Key Considerations for PCB Design in Switching Power Supplies

• Design Process Steps:
1. Define component parameters
2. Generate input principle netlist
3. Configure design parameters
4. Manual component placement
5. Manual routing of traces
6. Design verification
7. Design review
8. CAM (Computer-Aided Manufacturing) output

Improving Parameter Setting for PCB Layout

The spacing between traces is crucial for electrical safety. Wider spacing is preferred for ease of operation and production. Ensure adequate spacing for voltage levels and adjust for signal line density. To reduce interference, minimize spacing for signals with high-low level differences. Maintain a distance of over 1mm between pad inner hole edges and the board edge to prevent fabrication defects.
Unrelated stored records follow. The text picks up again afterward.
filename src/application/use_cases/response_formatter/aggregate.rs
use serde_json::Value;

use super::{field_number, field_text, BAR_MAX_CELLS};
use crate::domain::query::DecisionRow;

const BAR_CELL: char = '█';

enum AggregateShape {
    Yearly,
    Monthly,
    PerGovernment,
    Other,
}

fn detect_shape(row: &DecisionRow) -> AggregateShape {
    if !row.contains_key("count") {
        return AggregateShape::Other;
    }
    if row.contains_key("year") {
        AggregateShape::Yearly
    } else if row.contains_key("month") {
        AggregateShape::Monthly
    } else if row.contains_key("government_number") {
        AggregateShape::PerGovernment
    } else {
        AggregateShape::Other
    }
}

/// Cells for `value` against the series maximum; nonzero values get at least one.
fn bar_cells(value: i64, max: i64) -> usize {
    if value <= 0 || max <= 0 {
        return 0;
    }
    let scaled = (value as f64 / max as f64 * BAR_MAX_CELLS as f64).round() as usize;
    scaled.clamp(1, BAR_MAX_CELLS)
}

fn bar_chart(title: &str, series: &[(String, i64)]) -> String {
    let max = series.iter().map(|(_, value)| *value).max().unwrap_or(0);
    let total: i64 = series.iter().map(|(_, value)| *value).sum();
    let mut lines = vec![title.to_string(), String::new()];
    for (label, value) in series {
        let bar: String = std::iter::repeat(BAR_CELL)
            .take(bar_cells(*value, max))
            .collect();
        lines.push(format!("{}: {} {}", label, bar, value));
    }
    lines.push(String::new());
    lines.push(format!("סה\"כ: {}", total));
    lines.join("\n")
}

fn series(rows: &[DecisionRow], key: &str, label: impl Fn(String) -> String) -> Vec<(String, i64)> {
    rows.iter()
        .filter_map(|row| {
            let key = field_text(row, key)?;
            Some((label(key), field_number(row, "count").unwrap_or(0)))
        })
        .collect()
}

fn render_value(value: &Value) -> String {
    match value {
        Value::String(s) => s.clone(),
        Value::Null => "-".to_string(),
        other => other.to_string(),
    }
}

fn key_value_list(rows: &[DecisionRow]) -> String {
    let mut lines = vec!["תוצאות:".to_string()];
    for row in rows {
        let entry = row
            .iter()
            .map(|(key, value)| format!("{}: {}", key, render_value(value)))
            .collect::<Vec<_>>()
            .join(", ");
        lines.push(format!("• {}", entry));
    }
    lines.join("\n")
}

pub(super) fn format_aggregate(rows: &[DecisionRow]) -> String {
    let Some(first) = rows.first() else {
        return key_value_list(rows);
    };
    match detect_shape(first) {
        AggregateShape::Yearly => {
            bar_chart("התפלגות החלטות לפי שנה:", &series(rows, "year", |year| year))
        }
        AggregateShape::Monthly => {
            bar_chart("התפלגות החלטות לפי חודש:", &series(rows, "month", |month| month))
        }
        AggregateShape::PerGovernment => bar_chart(
            "התפלגות החלטות לפי ממשלה:",
            &series(rows, "government_number", |number| format!("ממשלה {}", number)),
        ),
        AggregateShape::Other => key_value_list(rows),
    }
}

#[cfg(test)]
mod tests {
    use super::*;
    use serde_json::json;

    fn row(value: Value) -> DecisionRow {
        match value {
            Value::Object(map) => map,
            _ => DecisionRow::new(),
        }
    }

    #[test]
    fn test_yearly_bars_scale_to_max() {
        let rows = vec![
            row(json!({ "year": 2021, "count": 300 })),
            row(json!({ "year": 2022, "count": 150 })),
            row(json!({ "year": 2023, "count": 1 })),
        ];
        let text = format_aggregate(&rows);
        assert!(text.starts_with("התפלגות החלטות לפי שנה:"));
        assert!(text.contains(&format!("2021: {} 300", "█".repeat(30))));
        assert!(text.contains(&format!("2022: {} 150", "█".repeat(15))));
        assert!(text.contains("2023: █ 1"));
        assert!(text.ends_with("סה\"כ: 451"));
    }

    #[test]
    fn test_per_government_labels() {
        let rows = vec![
            row(json!({ "government_number": "36", "count": 10 })),
            row(json!({ "government_number": "37", "count": 0 })),
        ];
        let text = format_aggregate(&rows);
        assert!(text.contains("ממשלה 36: "));
        assert!(text.contains("ממשלה 37:  0"));
    }

    #[test]
    fn test_other_shapes_render_as_list() {
        let rows = vec![row(json!({ "prime_minister": "נפתלי בנט", "avg_len": 12.5 }))];
        let text = format_aggregate(&rows);
        assert!(text.starts_with("תוצאות:"));
        assert!(text.contains("prime_minister: נפתלי בנט"));
    }

    #[test]
    fn test_bar_cells_floor_of_one() {
        assert_eq!(bar_cells(1, 10_000), 1);
        assert_eq!(bar_cells(0, 10), 0);
        assert_eq!(bar_cells(10, 10), BAR_MAX_CELLS);
    }
}
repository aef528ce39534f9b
use super::{build_http_client, CompletionRequest};
use crate::domain::error::{AppError, Result};
use crate::domain::llm_config::{LLMConfig, LLMProvider};
use serde_json::{json, Value};
use tracing::debug;

/// OpenAI, OpenRouter and local servers exposing `/chat/completions`.
pub struct OpenAICompatibleClient {
    client: reqwest::Client,
}

impl OpenAICompatibleClient {
    pub fn new(timeout_secs: u64) -> Self {
        Self {
            client: build_http_client(timeout_secs),
        }
    }

    /// Local servers run without auth; hosted providers require a key.
    fn api_key(config: &LLMConfig) -> Result<Option<String>> {
        match (&config.api_key, config.provider) {
            (Some(key), _) if !key.trim().is_empty() => Ok(Some(key.clone())),
            (_, LLMProvider::Local) => Ok(None),
            (_, provider) => Err(AppError::LLMError(format!(
                "Missing API key for {:?}",
                provider
            ))),
        }
    }

    fn endpoint(config: &LLMConfig) -> String {
        if config.base_url.ends_with('/') {
            format!("{}chat/completions", config.base_url)
        } else {
            format!("{}/chat/completions", config.base_url)
        }
    }

    fn request_body(config: &LLMConfig, request: &CompletionRequest) -> Value {
        let mut body = json!({
            "model": config.model,
            "messages": [
                {
                    "role": "system",
                    "content": request.system
                },
                {
                    "role": "user",
                    "content": request.user
                }
            ],
            "max_tokens": config.max_tokens,
            "temperature": config.temperature,
        });
        if request.json_mode && config.provider != LLMProvider::Local {
            body["response_format"] = json!({ "type": "json_object" });
        }
        body
    }

    pub async fn generate(&self, config: &LLMConfig, request: &CompletionRequest) -> Result<String> {
        let api_key = Self::api_key(config)?;
        let url = Self::endpoint(config);
        let body = Self::request_body(config, request);
        debug!(model = %config.model, url = %url, "Sending chat completion request");

        let mut builder = self.client.post(&url).json(&body);
        if let Some(key) = api_key {
            builder = builder.bearer_auth(key);
        }

        let response = builder
            .send()
            .await
            .map_err(|e| AppError::LLMError(format!("Request failed: {}", e)))?;

        if !response.status().is_success() {
            let status = response.status();
            let text = response.text().await.unwrap_or_default();
            return Err(AppError::LLMError(format!(
                "API error ({}): {}",
                status, text
            )));
        }

        let json: Value = response
            .json()
            .await
            .map_err(|e| AppError::LLMError(format!("Failed to parse JSON: {}", e)))?;

        json["choices"][0]["message"]["content"]
            .as_str()
            .map(|s| s.to_string())
            .ok_or_else(|| AppError::LLMError("Invalid response format".to_string()))
    }
}
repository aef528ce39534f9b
use tracing::{error, info};
use tracing_subscriber::EnvFilter;

use crate::infrastructure::bootstrap::build_state;
use crate::infrastructure::config::ConfigService;
use crate::interfaces::http::start_server;

fn to_io(err: crate::domain::error::AppError) -> std::io::Error {
    std::io::Error::new(std::io::ErrorKind::Other, err.to_string())
}

pub async fn run() -> std::io::Result<()> {
    let _ = tracing_subscriber::fmt()
        .with_env_filter(
            EnvFilter::try_from_default_env().unwrap_or_else(|_| EnvFilter::new("info")),
        )
        .try_init();

    let config = ConfigService::load().map_err(|err| {
        error!(error = %err, "Failed to load configuration");
        to_io(err)
    })?;
    let state = build_state(&config).map_err(to_io)?;

    info!(
        host = %config.server.host,
        port = config.server.port,
        "Starting decision query service"
    );
    start_server(state, &config.server.host, config.server.port)?.await
}
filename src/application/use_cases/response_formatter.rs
//! Hebrew rendering of execution results.
//!
//! Dispatches on the expected result type; each shape lives in its own
//! submodule. Rendering is pure and never touches the store.

mod aggregate;
mod count;
mod multiple;
mod single;

use chrono::{DateTime, NaiveDate};
use serde_json::Value;

use crate::domain::query::{DecisionRow, ExpectedResultType};

pub const SUMMARY_MAX_CHARS: usize = 500;
pub const LIST_MAX_ENTRIES: usize = 20;
pub const BAR_MAX_CELLS: usize = 30;

pub const NO_RESULTS_MESSAGE: &str =
    "לא נמצאו החלטות התואמות לשאלה. אפשר לנסות לנסח אותה מחדש, להרחיב את טווח התאריכים או לבחור נושא כללי יותר.";

#[derive(Debug, Default, Clone, Copy)]
pub struct ResponseFormatter;

impl ResponseFormatter {
    pub fn new() -> Self {
        Self
    }

    /// Renders rows for `expected_type`; `query` feeds the count qualifiers.
    pub fn format(
        &self,
        expected_type: ExpectedResultType,
        rows: &[DecisionRow],
        query: &str,
    ) -> String {
        match expected_type {
            // A count of zero is still an answer.
            ExpectedResultType::Count => count::format_count(rows, query),
            _ if rows.is_empty() => NO_RESULTS_MESSAGE.to_string(),
            ExpectedResultType::Single => single::format_single(&rows[0]),
            ExpectedResultType::Multiple => multiple::format_multiple(rows),
            ExpectedResultType::Aggregate => aggregate::format_aggregate(rows),
        }
    }

    pub fn format_guidance(&self, explanation: &str) -> String {
        explanation.trim().to_string()
    }
}

/// Non-empty text of a column; numbers are rendered.
pub(crate) fn field_text(row: &DecisionRow, key: &str) -> Option<String> {
    match row.get(key)? {
        Value::String(s) => {
            let trimmed = s.trim();
            (!trimmed.is_empty()).then(|| trimmed.to_string())
        }
        Value::Number(n) => Some(n.to_string()),
        Value::Bool(b) => Some(b.to_string()),
        _ => None,
    }
}

pub(crate) fn field_number(row: &DecisionRow, key: &str) -> Option<i64> {
    match row.get(key)? {
        Value::Number(n) => n.as_i64().or_else(|| n.as_f64().map(|f| f.round() as i64)),
        Value::String(s) => {
            let s = s.trim();
            s.parse::<i64>()
                .ok()
                .or_else(|| s.parse::<f64>().ok().map(|f| f.round() as i64))
        }
        _ => None,
    }
}

/// `dd/mm/yyyy` for ISO dates and timestamps; anything else is returned as is.
pub(crate) fn format_date(raw: &str) -> String {
    let raw = raw.trim();
    if let Ok(date) = NaiveDate::parse_from_str(raw, "%Y-%m-%d") {
        return date.format("%d/%m/%Y").to_string();
    }
    if let Ok(timestamp) = DateTime::parse_from_rfc3339(raw) {
        return timestamp.format("%d/%m/%Y").to_string();
    }
    raw.get(..10)
        .and_then(|prefix| NaiveDate::parse_from_str(prefix, "%Y-%m-%d").ok())
        .map(|date| date.format("%d/%m/%Y").to_string())
        .unwrap_or_else(|| raw.to_string())
}

pub(crate) fn truncate_text(text: &str, max_chars: usize) -> String {
    let text = text.trim();
    if text.chars().count() <= max_chars {
        return text.to_string();
    }
    let cut: String = text.chars().take(max_chars).collect();
    format!("{}...", cut.trim_end())
}

/// Semicolon-delimited tag column as a comma list.
pub(crate) fn format_tags(raw: &str) -> String {
    raw.split(';')
        .map(str::trim)
        .filter(|tag| !tag.is_empty())
        .collect::<Vec<_>>()
        .join(", ")
}

/// "החלטה אחת" / "N החלטות".
pub(crate) fn decisions_phrase(count: i64) -> String {
    if count == 1 {
        "החלטה אחת".to_string()
    } else {
        format!("{} החלטות", count)
    }
}

#[cfg(test)]
mod tests {
    use super::*;
    use serde_json::json;

    fn row(value: Value) -> DecisionRow {
        match value {
            Value::Object(map) => map,
            _ => DecisionRow::new(),
        }
    }

    #[test]
    fn test_date_formats() {
        assert_eq!(format_date("2023-03-15"), "15/03/2023");
        assert_eq!(format_date("2023-03-15T10:00:00+00:00"), "15/03/2023");
        assert_eq!(format_date("2023-03-15 10:00:00"), "15/03/2023");
        assert_eq!(format_date("לא ידוע"), "לא ידוע");
    }

    #[test]
    fn test_truncate_respects_characters() {
        let text = "א".repeat(600);
        let truncated = truncate_text(&text, SUMMARY_MAX_CHARS);
        assert_eq!(truncated.chars().count(), SUMMARY_MAX_CHARS + 3);
        assert!(truncated.ends_with("..."));
        assert_eq!(truncate_text("קצר", 10), "קצר");
    }

    #[test]
    fn test_field_accessors() {
        let r = row(json!({ "count": "42", "title": "  ", "n": 7 }));
        assert_eq!(field_number(&r, "count"), Some(42));
        assert_eq!(field_text(&r, "title"), None);
        assert_eq!(field_text(&r, "n").as_deref(), Some("7"));
        assert_eq!(format_tags("חינוך; בריאות ורפואה;"), "חינוך, בריאות ורפואה");
    }

    #[test]
    fn test_empty_rows_render_no_results() {
        let formatter = ResponseFormatter::new();
        assert_eq!(
            formatter.format(ExpectedResultType::Multiple, &[], "החלטות בנושא אנרגיה"),
            NO_RESULTS_MESSAGE
        );
        assert_eq!(
            formatter.format(ExpectedResultType::Single, &[], "החלטה מספר 1"),
            NO_RESULTS_MESSAGE
        );
    }
}
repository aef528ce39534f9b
pub mod http;
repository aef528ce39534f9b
use once_cell::sync::Lazy;
use serde::Deserialize;
use tracing::error;

const TAXONOMY_JSON: &str = include_str!("../../resources/policy_tags.json");

#[derive(Debug, Clone, Deserialize)]
pub struct PolicyTag {
    pub name: String,
    #[serde(default)]
    pub synonyms: Vec<String>,
}

#[derive(Debug, Clone, Default, Deserialize)]
pub struct PolicyTagTaxonomy {
    pub version: String,
    pub tags: Vec<PolicyTag>,
}

impl PolicyTagTaxonomy {
    pub fn from_json(raw: &str) -> serde_json::Result<Self> {
        serde_json::from_str(raw)
    }

    pub fn names(&self) -> impl Iterator<Item = &str> {
        self.tags.iter().map(|tag| tag.name.as_str())
    }

    pub fn find(&self, name: &str) -> Option<&PolicyTag> {
        self.tags.iter().find(|tag| tag.name == name)
    }
}

static TAXONOMY: Lazy<PolicyTagTaxonomy> = Lazy::new(|| {
    PolicyTagTaxonomy::from_json(TAXONOMY_JSON).unwrap_or_else(|err| {
        error!(error = %err, "Failed to parse bundled policy tag taxonomy");
        PolicyTagTaxonomy::default()
    })
});

/// Process-wide taxonomy, parsed on first use.
pub fn taxonomy() -> &'static PolicyTagTaxonomy {
    &TAXONOMY
}

#[cfg(test)]
mod tests {
    use super::*;
    use std::collections::HashSet;

    #[test]
    fn test_bundled_taxonomy_parses() {
        let taxonomy = taxonomy();
        assert_eq!(taxonomy.tags.len(), 36);
        assert!(!taxonomy.version.is_empty());
    }

    #[test]
    fn test_tag_names_unique() {
        let names: HashSet<&str> = taxonomy().names().collect();
        assert_eq!(names.len(), taxonomy().tags.len());
    }

    #[test]
    fn test_environment_tag_has_quality_synonym() {
        let tag = taxonomy().find("סביבה ואקלים").unwrap();
        assert!(tag.synonyms.iter().any(|s| s == "איכות הסביבה"));
    }
}
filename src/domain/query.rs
use serde::{Deserialize, Serialize};
use serde_json::Value;

use crate::domain::error::AppError;

/// Fixed confidence for results produced by the template registry.
pub const TEMPLATE_CONFIDENCE: f64 = 0.95;
/// Confidence of the locally built date+topic shape in the synthesizer.
pub const SEMI_TEMPLATE_CONFIDENCE: f64 = 0.85;
/// Below this, synthesized SQL is never executed.
pub const CONFIDENCE_THRESHOLD: f64 = 0.7;
/// Zero-row, side-effect-free statement used for guidance answers.
pub const GUIDANCE_SQL: &str = "SELECT NULL AS guidance WHERE FALSE";

/// Envelope `type` values beyond the four result shapes.
pub const GUIDANCE_KIND: &str = "guidance";
pub const ERROR_KIND: &str = "error";

pub type DecisionRow = serde_json::Map<String, Value>;

#[derive(Debug, Clone, Copy, PartialEq, Eq, Hash, Serialize, Deserialize)]
#[serde(rename_all = "lowercase")]
pub enum ExpectedResultType {
    Single,
    Multiple,
    Count,
    Aggregate,
}

impl ExpectedResultType {
    pub fn as_str(&self) -> &'static str {
        match self {
            ExpectedResultType::Single => "single",
            ExpectedResultType::Multiple => "multiple",
            ExpectedResultType::Count => "count",
            ExpectedResultType::Aggregate => "aggregate",
        }
    }

    /// Lenient parse for provider output; unknown values fall back to `Multiple`.
    pub fn parse_lenient(value: &str) -> Self {
        match value.trim().to_lowercase().as_str() {
            "single" => ExpectedResultType::Single,
            "count" => ExpectedResultType::Count,
            "aggregate" => ExpectedResultType::Aggregate,
            _ => ExpectedResultType::Multiple,
        }
    }
}

#[derive(Debug, Clone, Serialize, Deserialize)]
pub struct SqlConversion {
    pub sql: String,
    pub params: Vec<Value>,
    pub expected_type: ExpectedResultType,
    pub confidence: f64,
    pub template_used: Option<String>,
    pub explanation: String,
}

impl SqlConversion {
    pub fn guidance(explanation: String) -> Self {
        Self {
            sql: GUIDANCE_SQL.to_string(),
            params: Vec::new(),
            expected_type: ExpectedResultType::Multiple,
            confidence: 0.0,
            template_used: None,
            explanation,
        }
    }

    pub fn is_guidance(&self) -> bool {
        self.confidence < CONFIDENCE_THRESHOLD
    }
}

#[derive(Debug, Clone, Serialize, Deserialize)]
pub struct ExecutionResult {
    pub success: bool,
    pub rows: Option<Vec<DecisionRow>>,
    pub row_count: usize,
    pub execution_time_ms: u64,
    pub error_code: Option<String>,
}

impl ExecutionResult {
    pub fn empty() -> Self {
        Self {
            success: true,
            rows: Some(Vec::new()),
            row_count: 0,
            execution_time_ms: 0,
            error_code: None,
        }
    }

    pub fn rows(&self) -> &[DecisionRow] {
        self.rows.as_deref().unwrap_or(&[])
    }
}

#[derive(Debug, Clone, Serialize, Deserialize)]
pub struct QueryMetadata {
    pub sql_query: Option<String>,
    pub execution_time: u64,
    pub row_count: usize,
    pub session_id: Option<String>,
    pub query_id: String,
    pub confidence: f64,
    pub template_used: Option<String>,
}

/// Uniform response envelope for every processed query.
#[derive(Debug, Clone, Serialize, Deserialize)]
pub struct QueryResult {
    pub success: bool,
    #[serde(rename = "type")]
    pub kind: String,
    pub data: Vec<DecisionRow>,
    pub formatted: String,
    pub metadata: QueryMetadata,
    #[serde(skip_serializing_if = "Option::is_none")]
    pub error: Option<String>,
}

impl QueryResult {
    /// Error envelope: Hebrew text for the user, the operator code in `error`.
    pub fn failure(error: &AppError, metadata: QueryMetadata) -> Self {
        Self {
            success: false,
            kind: ERROR_KIND.to_string(),
            data: Vec::new(),
            formatted: error.user_message().to_string(),
            metadata,
            error: Some(error.code().to_string()),
        }
    }
}

#[derive(Debug, Clone, Copy, PartialEq, Eq, Serialize, Deserialize)]
#[serde(rename_all = "lowercase")]
pub enum HealthStatus {
    Healthy,
    Degraded,
    Unhealthy,
}

#[derive(Debug, Clone, Serialize, Deserialize)]
pub struct HealthReport {
    pub status: HealthStatus,
    pub database: bool,
    pub converter: bool,
    pub template_used: Option<String>,
    pub checked_at: String,
}

#[cfg(test)]
mod tests {
    use super::*;

    #[test]
    fn test_guidance_is_below_threshold() {
        let conversion = SqlConversion::guidance("נסה לנסח מחדש".to_string());
        assert!(conversion.is_guidance());
        assert_eq!(conversion.sql, GUIDANCE_SQL);
        assert!(conversion.params.is_empty());
    }

    #[test]
    fn test_expected_type_serializes_lowercase() {
        let json = serde_json::to_string(&ExpectedResultType::Aggregate).unwrap();
        assert_eq!(json, "\"aggregate\"");
        assert_eq!(
            ExpectedResultType::parse_lenient(" COUNT "),
            ExpectedResultType::Count
        );
        assert_eq!(
            ExpectedResultType::parse_lenient("table"),
            ExpectedResultType::Multiple
        );
    }

    #[test]
    fn test_query_result_uses_type_key() {
        let result = QueryResult {
            success: true,
            kind: "count".to_string(),
            data: Vec::new(),
            formatted: String::new(),
            metadata: QueryMetadata {
                sql_query: None,
                execution_time: 0,
                row_count: 0,
                session_id: None,
                query_id: "q".to_string(),
                confidence: TEMPLATE_CONFIDENCE,
                template_used: None,
            },
            error: None,
        };
        let value = serde_json::to_value(&result).unwrap();
        assert_eq!(value["type"], "count");
        assert!(value.get("error").is_none());
    }
}
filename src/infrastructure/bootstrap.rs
use std::sync::Arc;

use tracing::info;

use crate::application::use_cases::nl_query_service::NlQueryService;
use crate::application::use_cases::query_converter::QueryConverter;
use crate::application::use_cases::template_registry::TemplateRegistry;
use crate::domain::error::Result;
use crate::domain::policy_tags::taxonomy;
use crate::infrastructure::config::AppConfig;
use crate::infrastructure::db::{DecisionStore, PgDecisionStore};
use crate::infrastructure::llm_clients::{CompletionClient, RouterClient};

/// Shared, immutable handles for request handlers.
pub struct AppState {
    pub query_service: NlQueryService,
    pub admin_token: Option<String>,
}

pub fn build_state(config: &AppConfig) -> Result<AppState> {
    let registry = TemplateRegistry::builtin();
    let taxonomy = taxonomy();
    info!(
        templates = registry.len(),
        policy_tags = taxonomy.tags.len(),
        taxonomy_version = %taxonomy.version,
        "Loaded template registry and policy taxonomy"
    );

    let store: Arc<dyn DecisionStore> = Arc::new(PgDecisionStore::connect_lazy(&config.database)?);
    let client: Arc<dyn CompletionClient> = Arc::new(RouterClient::new(config.llm.clone()));
    info!(
        provider = ?config.llm.provider,
        model = %config.llm.model,
        "Configured completion provider"
    );

    let list_limit = config.engine.default_limit.min(config.engine.max_limit);
    let converter = QueryConverter::new(client, list_limit);

    Ok(AppState {
        query_service: NlQueryService::new(converter, store),
        admin_token: config
            .admin
            .api_token
            .clone()
            .filter(|token| !token.trim().is_empty()),
    })
}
Optimizing Component Layout

Improper PCB design can impact equipment reliability. Correct methodology is essential to avoid issues like signal waveform delays due to close parallel traces. Prioritize correct PCB design to enhance product performance. Each switching power supply has four main current loops:

• AC circuit of power switch
• Output rectifier AC loop
• Input signal source current loop
• Output load current loop

Proper positioning of input and output filter capacitor terminals is crucial for energy storage and circuit connectivity. Connect current loops exclusively to power supply from filter capacitor terminals to prevent AC energy radiation.

Structured Switching Power Supply Layout Design

The layout design mirrors the electrical design process and includes:

1. Transformer placement
2. Power switch current loop design
3. Output rectifier current loop design
4. Control circuit linking to AC power circuit

Organize functional circuit components based on key principles to optimize performance and reduce interference. Consider PCB dimensions, component placement density, symmetry, lead lengths, and loop area to enhance the switching power supply layout.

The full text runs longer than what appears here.